Most of the locations from which data were gathered are construction job sites such as excavation fields, steel structures, reinforced concrete structures, and transportation projects (Figure 4a). Before being transported to the job sites, construction machines are generally parked in the parking areas for not being assigned to job sites or maintenance purposes. A diverse range of machines was gathered in the same place, which makes this place a perfect spot for data collection. Therefore, UAV footage over parking areas was deployed, and the AIDCON dataset was enlarged by taking parked construction machines (Figure 4b). The machines’ various poses and scales for construction job sites and parking areas have been achieved. In addition, a small portion of images from construction job sites that do not include any construction machines were added to the image set to represent negative samples (Figure 4c). Incorporating negative samples in the dataset can help deep learning algorithms achieve higher accuracy by improving their ability to distinguish between relevant and irrelevant patterns in the data and by increasing their generalizability to new and unseen data.

During such a long data collection period, construction sites’ weather conditions change from summer to winter (Figure 5). Therefore, the dataset was carefully curated to include various images captured under different weather. Sunny and snowy images were included in the dataset to enable the model to recognize construction machines under varying environmental conditions. Additionally, all images were captured during daytime hours to ensure consistency across the dataset. The image format selected for the dataset was JPG, as it is a commonly used and widely accepted format. Furthermore, WGS-84 coordinates, specifically the latitude and longitude of the UAV, were embedded in the images’ metadata to facilitate their location identification, thereby enabling the grouping of images taken on the same construction sites.

3.1.2. Privacy Protection

The privacy of individuals and corporate entities was considered during the dataset’s development. Building windows and the faces of individuals who might have been captured looking up at the UAV camera were intentionally blurred to prevent potential privacy concerns. Additionally, the names, logos, and slogans of companies visible in the images were acknowledged and appropriately covered to avoid any unintended consequences of privacy violations. This approach ensured that the dataset complied with ethical considerations and was developed following best practices in data privacy (Figure 6).

3.1.3. Image Segmentation

Considering the construction machine datasets in the literature and field expert opinions, construction machine categories were selected. The chosen construction machine categories are dump truck, excavator, backhoe loader, wheel loader, compactor, dozer, and grader (Figure 7). Machines with fewer occurrences, like asphalt paving machines and drilling machines, were grouped and named the “other” category. Cars frequently appeared inside or near the construction area in the aerial images; therefore, they were labeled and grouped separately.

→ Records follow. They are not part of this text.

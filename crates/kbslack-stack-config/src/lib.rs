// Copyright (c) 2025 Geoffrey Huntley <ghuntley@ghuntley.com>. All rights reserved.
// SPDX-License-Identifier: Proprietary

//! Deploy configuration for the Slack knowledge-base stack.
//!
//! This crate provides:
//! - Layered configuration from defaults, a TOML file, the environment and
//!   deploy context (`-c key=value`)
//! - A single validated [`StackConfig`] passed explicitly to stack assembly
//! - Credential handling through [`SecretString`](kbslack_common_secret::SecretString)
//!
//! # Usage
//!
//! ```ignore
//! use kbslack_stack_config::load_config;
//!
//! let config = load_config()?;
//! println!("deploying to {}", config.target.environment_uri());
//! ```

pub mod error;
pub mod layer;
pub mod sections;
pub mod sources;

use std::collections::BTreeMap;
use std::path::PathBuf;

pub use error::ConfigError;
pub use layer::StackConfigLayer;
pub use sections::*;
pub use sources::{
	parse_context_pairs, ConfigSource, ContextSource, DefaultsSource, EnvSource, Precedence,
	TomlSource,
};

use tracing::{debug, info};

/// Fully resolved and validated deploy configuration.
#[derive(Debug, Clone)]
pub struct StackConfig {
	pub identity: IdentityConfig,
	pub credentials: CredentialsConfig,
	pub target: TargetConfig,
	pub environment: EnvironmentConfig,
	pub tags: TagsConfig,
	pub function: FunctionConfig,
	pub edge: EdgeConfig,
	pub permissions: PermissionsConfig,
}

impl StackConfig {
	pub fn termination_protection(&self) -> bool {
		self.environment.is_production()
	}
}

/// Inputs for [`load_config_with`].
#[derive(Debug, Default)]
pub struct LoadOptions {
	/// Explicit config file; when `None`, `kbslack.toml` is used if present.
	pub config_file: Option<PathBuf>,
	pub context: BTreeMap<String, String>,
	pub env: EnvSource,
}

/// Load configuration with standard precedence from the process environment.
///
/// Precedence (highest to lowest):
/// 1. Deploy context (none here)
/// 2. Environment variables
/// 3. `kbslack.toml` in the working directory
/// 4. Built-in defaults
pub fn load_config() -> Result<StackConfig, ConfigError> {
	load_config_with(LoadOptions {
		env: EnvSource::process(),
		..Default::default()
	})
}

pub fn load_config_with(options: LoadOptions) -> Result<StackConfig, ConfigError> {
	let toml = match options.config_file {
		Some(path) => TomlSource::required(path),
		None => TomlSource::workspace(),
	};
	let deploy_region = options.env.var("CDK_DEFAULT_REGION");

	let mut sources: Vec<Box<dyn ConfigSource>> = vec![
		Box::new(DefaultsSource),
		Box::new(toml),
		Box::new(options.env),
		Box::new(ContextSource::new(options.context, deploy_region)),
	];

	sources.sort_by_key(|s| s.precedence());

	let mut merged = StackConfigLayer::default();
	for source in sources {
		debug!(source = source.name(), "loading configuration source");
		let layer = source.load()?;
		merged.merge(layer);
	}

	resolve(merged)
}

/// Resolve a merged layer, validating every section.
///
/// Credentials are checked first so a missing one is reported before anything else.
pub fn resolve(layer: StackConfigLayer) -> Result<StackConfig, ConfigError> {
	let credentials = layer.credentials.unwrap_or_default().resolve()?;
	let target = layer.target.unwrap_or_default().resolve()?;
	let identity = layer.identity.unwrap_or_default().resolve()?;
	let environment = layer.environment.unwrap_or_default().finalize();
	let tags = layer.tags.unwrap_or_default().finalize();
	let function = layer.function.unwrap_or_default().resolve()?;
	let edge = layer.edge.unwrap_or_default().resolve()?;
	let permissions = layer.permissions.unwrap_or_default().resolve()?;

	info!(
		stack = %identity.stack_name,
		target = %target.environment_uri(),
		environment = %environment.name,
		termination_protection = environment.is_production(),
		rate_limit = edge.rate_limit,
		burst_limit = edge.burst_limit,
		self_invoke_scope = permissions.self_invoke_scope.as_str(),
		"Stack configuration loaded"
	);

	Ok(StackConfig {
		identity,
		credentials,
		target,
		environment,
		tags,
		function,
		edge,
		permissions,
	})
}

In image segmentation and annotation, five experts were assembled to constitute the team, and they were informed of the annotation methodology. The dataset was divided into 100 image subsets and subsequently allocated to the annotators. A cloud-based image annotation tool, CVAT [62], was utilized in this study. The CVAT application was deployed on a web server within the Amazon Web Services infrastructure, enabling parallel execution of the procedure through cloud-based services (Figure 8). In total, annotators devoted 82.38 person-hours to the task of image segmentation and annotation. Since the boundaries of instances were drawn rather than only bounding boxes, the annotation procedure is more labor-intensive than preparing only an object detection dataset. The image dataset was composed in COCO data format and saved in JSON file format. Eventually, 9563 instances were segmented and labeled in 2155 images.

3.1.4. Clustering

When previous studies were reviewed, image shots of the same scenes were not grouped separately and were placed in train-test splits. Similar, even duplicate images, were found on the construction datasets in the literature. Because of the similar images, although overall accuracy increases, overlapping images between training and test sets cause memorization problems. The trained model should be tested with unseen images during training. In the study of Xiao and Kang [29], the duplication removal procedure was completed manually. They noted that the possibility of automating the removal of duplicated images by utilizing algorithms that can measure image similarity would be explored. In our proposed AIDCON dataset, there are also overlapping images. Although view angles differ, some machines have included more than one image. Therefore, it is necessary to identify and group them to organize training and test splits appropriately. From this perspective, images were clustered using image similarity and proximity metrics. Example images with similarity and proximity metrics are given in Figure 9.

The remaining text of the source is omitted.